**EXERCISE MATERIAL:**

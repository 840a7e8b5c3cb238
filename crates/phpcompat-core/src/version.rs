//! PHP version numbers
//!
//! A version is `major.minor` with an optional patch component. A version
//! without a patch orders like `x.y.0`, but when it is compared against a
//! version that does carry a patch it matches every patch of that minor
//! release. `7.0` as a range boundary therefore covers `7.0.0` through `7.0.33`.

use std::cmp::Ordering;
use std::fmt;
use std::hash::{Hash, Hasher};
use std::str::FromStr;
use thiserror::Error;

/// Errors produced while parsing a version string
#[derive(Error, Debug, Clone, PartialEq, Eq)]
pub enum VersionError {
    #[error("Invalid PHP version '{0}'")]
    Invalid(String),
}

/// A PHP version (`major.minor[.patch]`)
#[derive(Debug, Clone, Copy)]
pub struct Version {
    major: u16,
    minor: u16,
    patch: Option<u16>,
}

impl Version {
    /// Create a bare `major.minor` version
    pub const fn new(major: u16, minor: u16) -> Self {
        Self {
            major,
            minor,
            patch: None,
        }
    }

    /// Create a fully qualified `major.minor.patch` version
    pub const fn with_patch(major: u16, minor: u16, patch: u16) -> Self {
        Self {
            major,
            minor,
            patch: Some(patch),
        }
    }

    /// Parse `"7.4"` or `"7.4.3"`
    pub fn parse(input: &str) -> Result<Self, VersionError> {
        let trimmed = input.trim();
        let invalid = || VersionError::Invalid(input.to_string());

        let mut parts = trimmed.split('.');
        let major = parse_component(parts.next()).ok_or_else(invalid)?;
        let minor = parse_component(parts.next()).ok_or_else(invalid)?;
        let patch = match parts.next() {
            Some(p) => Some(parse_component(Some(p)).ok_or_else(invalid)?),
            None => None,
        };

        if parts.next().is_some() {
            return Err(invalid());
        }

        Ok(Self {
            major,
            minor,
            patch,
        })
    }

    pub fn major(&self) -> u16 {
        self.major
    }

    pub fn minor(&self) -> u16 {
        self.minor
    }

    pub fn patch(&self) -> Option<u16> {
        self.patch
    }

    /// Compare two versions on the components both of them specify.
    ///
    /// `7.0` vs `7.0.5` is `Equal`; `7.0.2` vs `7.0.5` is `Less`.
    pub fn cmp_loose(&self, other: &Version) -> Ordering {
        let base = (self.major, self.minor).cmp(&(other.major, other.minor));
        if base != Ordering::Equal {
            return base;
        }
        match (self.patch, other.patch) {
            (Some(a), Some(b)) => a.cmp(&b),
            _ => Ordering::Equal,
        }
    }

    fn key(&self) -> (u16, u16, u16) {
        (self.major, self.minor, self.patch.unwrap_or(0))
    }
}

fn parse_component(part: Option<&str>) -> Option<u16> {
    let part = part?;
    if part.is_empty() || !part.bytes().all(|b| b.is_ascii_digit()) {
        return None;
    }
    part.parse().ok()
}

impl PartialEq for Version {
    fn eq(&self, other: &Self) -> bool {
        self.key() == other.key()
    }
}

impl Eq for Version {}

impl Hash for Version {
    fn hash<H: Hasher>(&self, state: &mut H) {
        self.key().hash(state);
    }
}

impl PartialOrd for Version {
    fn partial_cmp(&self, other: &Self) -> Option<Ordering> {
        Some(self.cmp(other))
    }
}

impl Ord for Version {
    fn cmp(&self, other: &Self) -> Ordering {
        self.key().cmp(&other.key())
    }
}

impl fmt::Display for Version {
    fn fmt(&self, f: &mut fmt::Formatter<'_>) -> fmt::Result {
        match self.patch {
            Some(patch) => write!(f, "{}.{}.{}", self.major, self.minor, patch),
            None => write!(f, "{}.{}", self.major, self.minor),
        }
    }
}

impl FromStr for Version {
    type Err = VersionError;

    fn from_str(s: &str) -> Result<Self, Self::Err> {
        Self::parse(s)
    }
}

#[cfg(test)]
mod tests {
    use super::*;

    #[test]
    fn test_parse_bare_and_patch() {
        assert_eq!(Version::parse("7.4").unwrap(), Version::new(7, 4));
        let v = Version::parse("5.3.29").unwrap();
        assert_eq!(v.major(), 5);
        assert_eq!(v.minor(), 3);
        assert_eq!(v.patch(), Some(29));
    }

    #[test]
    fn test_parse_rejects_garbage() {
        for input in ["", "7", "7.", ".4", "7.x", "7.4.1.2", "v7.4", "7.-1"] {
            assert!(Version::parse(input).is_err(), "accepted {:?}", input);
        }
    }

    #[test]
    fn test_ordering_treats_bare_as_zero_patch() {
        assert!(Version::new(5, 3) < Version::new(5, 4));
        assert!(Version::new(5, 10) > Version::new(5, 9));
        assert_eq!(Version::new(7, 0), Version::with_patch(7, 0, 0));
        assert!(Version::new(7, 0) < Version::with_patch(7, 0, 1));
    }

    #[test]
    fn test_loose_comparison_matches_any_patch() {
        let bare = Version::new(7, 0);
        assert_eq!(bare.cmp_loose(&Version::with_patch(7, 0, 33)), Ordering::Equal);
        assert_eq!(Version::with_patch(7, 0, 2).cmp_loose(&bare), Ordering::Equal);
        assert_eq!(
            Version::with_patch(7, 0, 2).cmp_loose(&Version::with_patch(7, 0, 5)),
            Ordering::Less
        );
        assert_eq!(bare.cmp_loose(&Version::new(7, 1)), Ordering::Less);
    }

    #[test]
    fn test_display() {
        assert_eq!(Version::new(8, 1).to_string(), "8.1");
        assert_eq!(Version::with_patch(8, 1, 2).to_string(), "8.1.2");
    }
}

**REQUIREMENT:**
An exact copy of all the entries is what's needed; write it out.

**SOLUTION FOR THIS PROBLEM:**
repository 840a7e8b5c3cb238
filename crates/phpcompat-core/src/version.rs
//! PHP version numbers
//!
//! A version is `major.minor` with an optional patch component. A version
//! without a patch orders like `x.y.0`, but when it is compared against a
//! version that does carry a patch it matches every patch of that minor
//! release. `7.0` as a range boundary therefore covers `7.0.0` through `7.0.33`.

use std::cmp::Ordering;
use std::fmt;
use std::hash::{Hash, Hasher};
use std::str::FromStr;
use thiserror::Error;

/// Errors produced while parsing a version string
#[derive(Error, Debug, Clone, PartialEq, Eq)]
pub enum VersionError {
    #[error("Invalid PHP version '{0}'")]
    Invalid(String),
}

/// A PHP version (`major.minor[.patch]`)
#[derive(Debug, Clone, Copy)]
pub struct Version {
    major: u16,
    minor: u16,
    patch: Option<u16>,
}

impl Version {
    /// Create a bare `major.minor` version
    pub const fn new(major: u16, minor: u16) -> Self {
        Self {
            major,
            minor,
            patch: None,
        }
    }

    /// Create a fully qualified `major.minor.patch` version
    pub const fn with_patch(major: u16, minor: u16, patch: u16) -> Self {
        Self {
            major,
            minor,
            patch: Some(patch),
        }
    }

    /// Parse `"7.4"` or `"7.4.3"`
    pub fn parse(input: &str) -> Result<Self, VersionError> {
        let trimmed = input.trim();
        let invalid = || VersionError::Invalid(input.to_string());

        let mut parts = trimmed.split('.');
        let major = parse_component(parts.next()).ok_or_else(invalid)?;
        let minor = parse_component(parts.next()).ok_or_else(invalid)?;
        let patch = match parts.next() {
            Some(p) => Some(parse_component(Some(p)).ok_or_else(invalid)?),
            None => None,
        };

        if parts.next().is_some() {
            return Err(invalid());
        }

        Ok(Self {
            major,
            minor,
            patch,
        })
    }

    pub fn major(&self) -> u16 {
        self.major
    }

    pub fn minor(&self) -> u16 {
        self.minor
    }

    pub fn patch(&self) -> Option<u16> {
        self.patch
    }

    /// Compare two versions on the components both of them specify.
    ///
    /// `7.0` vs `7.0.5` is `Equal`; `7.0.2` vs `7.0.5` is `Less`.
    pub fn cmp_loose(&self, other: &Version) -> Ordering {
        let base = (self.major, self.minor).cmp(&(other.major, other.minor));
        if base != Ordering::Equal {
            return base;
        }
        match (self.patch, other.patch) {
            (Some(a), Some(b)) => a.cmp(&b),
            _ => Ordering::Equal,
        }
    }

    fn key(&self) -> (u16, u16, u16) {
        (self.major, self.minor, self.patch.unwrap_or(0))
    }
}

fn parse_component(part: Option<&str>) -> Option<u16> {
    let part = part?;
    if part.is_empty() || !part.bytes().all(|b| b.is_ascii_digit()) {
        return None;
    }
    part.parse().ok()
}

impl PartialEq for Version {
    fn eq(&self, other: &Self) -> bool {
        self.key() == other.key()
    }
}

impl Eq for Version {}

impl Hash for Version {
    fn hash<H: Hasher>(&self, state: &mut H) {
        self.key().hash(state);
    }
}

impl PartialOrd for Version {
    fn partial_cmp(&self, other: &Self) -> Option<Ordering> {
        Some(self.cmp(other))
    }
}

impl Ord for Version {
    fn cmp(&self, other: &Self) -> Ordering {
        self.key().cmp(&other.key())
    }
}

impl fmt::Display for Version {
    fn fmt(&self, f: &mut fmt::Formatter<'_>) -> fmt::Result {
        match self.patch {
            Some(patch) => write!(f, "{}.{}.{}", self.major, self.minor, patch),
            None => write!(f, "{}.{}", self.major, self.minor),
        }
    }
}

impl FromStr for Version {
    type Err = VersionError;

    fn from_str(s: &str) -> Result<Self, Self::Err> {
        Self::parse(s)
    }
}

#[cfg(test)]
mod tests {
    use super::*;

    #[test]
    fn test_parse_bare_and_patch() {
        assert_eq!(Version::parse("7.4").unwrap(), Version::new(7, 4));
        let v = Version::parse("5.3.29").unwrap();
        assert_eq!(v.major(), 5);
        assert_eq!(v.minor(), 3);
        assert_eq!(v.patch(), Some(29));
    }

    #[test]
    fn test_parse_rejects_garbage() {
        for input in ["", "7", "7.", ".4", "7.x", "7.4.1.2", "v7.4", "7.-1"] {
            assert!(Version::parse(input).is_err(), "accepted {:?}", input);
        }
    }

    #[test]
    fn test_ordering_treats_bare_as_zero_patch() {
        assert!(Version::new(5, 3) < Version::new(5, 4));
        assert!(Version::new(5, 10) > Version::new(5, 9));
        assert_eq!(Version::new(7, 0), Version::with_patch(7, 0, 0));
        assert!(Version::new(7, 0) < Version::with_patch(7, 0, 1));
    }

    #[test]
    fn test_loose_comparison_matches_any_patch() {
        let bare = Version::new(7, 0);
        assert_eq!(bare.cmp_loose(&Version::with_patch(7, 0, 33)), Ordering::Equal);
        assert_eq!(Version::with_patch(7, 0, 2).cmp_loose(&bare), Ordering::Equal);
        assert_eq!(
            Version::with_patch(7, 0, 2).cmp_loose(&Version::with_patch(7, 0, 5)),
            Ordering::Less
        );
        assert_eq!(bare.cmp_loose(&Version::new(7, 1)), Ordering::Less);
    }

    #[test]
    fn test_display() {
        assert_eq!(Version::new(8, 1).to_string(), "8.1");
        assert_eq!(Version::with_patch(8, 1, 2).to_string(), "8.1.2");
    }
}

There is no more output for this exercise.